Debate over exploitation of resources in the Arctic National Wildlife Refuge (ANWR) has been smoldering since at least 1960. That's when President Eisenhower dedicated ANWR, comprising over 19 million acres in the northeastern corner of Alaska. In 1980, the United States Congress enacted ANILCA, the Alaska National Interest Lands Conservation Act:

In order to preserve for the benefit, use, education and inspiration of present and future generations certain lands and waters in the State of Alaska that contain nationally significant natural, scenic, historic, archeological, geological, scientific, wilderness, cultural, recreational, and wildlife values...
Political circumstances have rekindled debate between those supporting and those opposing energy exploration in ANWR. Recent online events may influence that debate markedly. The case of Ian Thomas allows UnBlinking to trace how a bit of justified outrage spreads, webwide.

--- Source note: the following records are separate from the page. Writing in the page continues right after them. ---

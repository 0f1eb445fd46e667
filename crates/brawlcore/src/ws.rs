//! WebSocket upgrade endpoint and the per-connection read/write pumps.
//!
//! Each accepted socket is driven by exactly two cooperating tasks:
//!
//! - the **read pump** parses inbound frames, feeds envelopes to the
//!   session handler, and unregisters the connection when it terminates;
//! - the **write pump** drains the connection's outbound buffer onto the
//!   socket and keeps the peer alive with periodic pings.
//!
//! Transport ping/pong is the primary liveness signal: the write pump
//! pings every 54 seconds and the read pump gives up when nothing — pong
//! included — arrives within 60 seconds.

use std::sync::Arc;
use std::time::Duration;

use axum::extract::ws::{Message, WebSocket, WebSocketUpgrade};
use axum::extract::{Path, State};
use axum::http::StatusCode;
use axum::response::{IntoResponse, Response};
use axum::Json;
use futures_util::stream::{SplitSink, SplitStream};
use futures_util::{SinkExt, StreamExt};
use tokio::sync::mpsc;
use tokio::time::{interval, timeout, MissedTickBehavior};

use brawlcore_hub::Connection;
use brawlcore_protocol::{Envelope, ErrorCode};

use crate::http::AppState;
use crate::SessionHandler;

/// Time allowed to write one frame to the peer.
const WRITE_TIMEOUT: Duration = Duration::from_secs(10);

/// Time allowed between inbound frames before the peer is considered gone.
const READ_TIMEOUT: Duration = Duration::from_secs(60);

/// Ping period. Must be below [`READ_TIMEOUT`] so a healthy peer's pongs
/// keep extending the read deadline.
const PING_INTERVAL: Duration = Duration::from_secs(54);

/// Maximum inbound message size.
const MAX_MESSAGE_SIZE: usize = 8192;

/// `GET /api/v1/ws/game/:code` — upgrades the connection after checking
/// the lobby exists.
pub(crate) async fn ws_upgrade(
    ws: WebSocketUpgrade,
    Path(code): Path<String>,
    State(state): State<AppState>,
) -> Response {
    if state.registry.get(&code).is_err() {
        return (
            StatusCode::NOT_FOUND,
            Json(serde_json::json!({"error": "lobby not found"})),
        )
            .into_response();
    }

    ws.max_message_size(MAX_MESSAGE_SIZE)
        .on_upgrade(move |socket| client_session(socket, state))
}

/// Owns one client socket from upgrade to teardown.
async fn client_session(socket: WebSocket, state: AppState) {
    let (conn, outbound) = Connection::new();
    state.hub.register(Arc::clone(&conn)).await;

    tracing::debug!(id = %conn.id(), "websocket session started");

    let (sink, stream) = socket.split();
    let writer = tokio::spawn(write_pump(sink, outbound));

    read_pump(stream, Arc::clone(&conn), Arc::clone(&state.handler)).await;

    // Unregister closes the outbound buffer, which lets the write pump
    // emit its close frame and exit.
    state.hub.unregister(Arc::clone(&conn)).await;
    let _ = writer.await;

    tracing::debug!(id = %conn.id(), "websocket session ended");
}

/// Parses frames and dispatches envelopes until the peer goes away.
async fn read_pump(
    mut stream: SplitStream<WebSocket>,
    conn: Arc<Connection>,
    handler: Arc<SessionHandler>,
) {
    loop {
        let frame = match timeout(READ_TIMEOUT, stream.next()).await {
            Ok(Some(Ok(frame))) => frame,
            Ok(Some(Err(err))) => {
                tracing::debug!(id = %conn.id(), error = %err, "read error");
                break;
            }
            Ok(None) => break,
            Err(_) => {
                tracing::debug!(id = %conn.id(), "read deadline exceeded");
                break;
            }
        };

        let data = match frame {
            Message::Text(text) => text.into_bytes(),
            Message::Binary(data) => data,
            // Any frame, pong included, restarted the deadline above.
            Message::Ping(_) | Message::Pong(_) => continue,
            Message::Close(_) => break,
        };

        let envelope = match Envelope::decode(&data) {
            Ok(envelope) => envelope,
            Err(err) => {
                tracing::debug!(
                    id = %conn.id(),
                    error = %err,
                    "malformed envelope"
                );
                let _ = conn.send_error(
                    ErrorCode::MalformedMessage,
                    "Could not parse message envelope",
                    None,
                );
                continue;
            }
        };

        if envelope.seq > 0 {
            conn.update_last_received_seq(envelope.seq);
        }

        handler.handle_message(&conn, envelope).await;
    }
}

/// Drains the outbound buffer onto the socket, pinging periodically.
/// A closed buffer (the hub unregistered the connection) sends a close
/// frame and exits.
async fn write_pump(
    mut sink: SplitSink<WebSocket, Message>,
    mut outbound: mpsc::Receiver<Vec<u8>>,
) {
    let mut ping = interval(PING_INTERVAL);
    ping.set_missed_tick_behavior(MissedTickBehavior::Delay);
    // The first tick of an interval fires immediately; skip it.
    ping.tick().await;

    loop {
        tokio::select! {
            frame = outbound.recv() => match frame {
                Some(data) => {
                    let Ok(text) = String::from_utf8(data) else {
                        // Buffered frames are serde_json output; anything
                        // else never reaches the channel.
                        continue;
                    };
                    match timeout(WRITE_TIMEOUT, sink.send(Message::Text(text)))
                        .await
                    {
                        Ok(Ok(())) => {}
                        Ok(Err(_)) | Err(_) => break,
                    }
                }
                None => {
                    let _ = sink.send(Message::Close(None)).await;
                    break;
                }
            },
            _ = ping.tick() => {
                match timeout(WRITE_TIMEOUT, sink.send(Message::Ping(Vec::new())))
                    .await
                {
                    Ok(Ok(())) => {}
                    Ok(Err(_)) | Err(_) => break,
                }
            }
        }
    }
}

Today's UnBlinking, first in a series, examines why there is outrage; later this week we'll follow it across the web.

Political activism is not dead -- it's just gone digital.


 
The Lay of the Land

The ecology of ANWR is precious, as captured by CNN global environmental correspondent Gary Strieker:

...it shelters the greatest variety of plant and animal life of any protected area in the circumpolar north, including 180 bird species from four continents, grizzlies and polar bears, Dall sheep, muskoxen and wolves. Its northern coastal plain is the calving ground for the Porcupine Caribou Herd, more than 130,000 animals that migrate 400 miles into the plain every year -- a wildlife pageant that has earned the refuge the title of "America's Serengeti..."
Petroleum resources also have value, as Streiker explains. However, it is technically possible to extract more oil than is economically possible today:
...the U.S. Geological Survey estimates that about 3.2 billion barrels is a realistic figure for economic production. On the basis of that estimate, experts calculate that in ten years, when refuge fields could start producing, their output might reduce imported oil from 68 percent of U.S. consumption to about 64 percent...

...the amount that could be economically produced would increase if oil prices climb higher. The USGS estimates that the amount of oil that technology could pump from the refuge is between 5.7 billion to 16 billion barrels. The lower end of that estimate would cover not much more than six months of U.S. oil consumption, but at the higher end the refuge starts to look like a massive oil bonanza and an irresistible prize for Alaska and the oil industry...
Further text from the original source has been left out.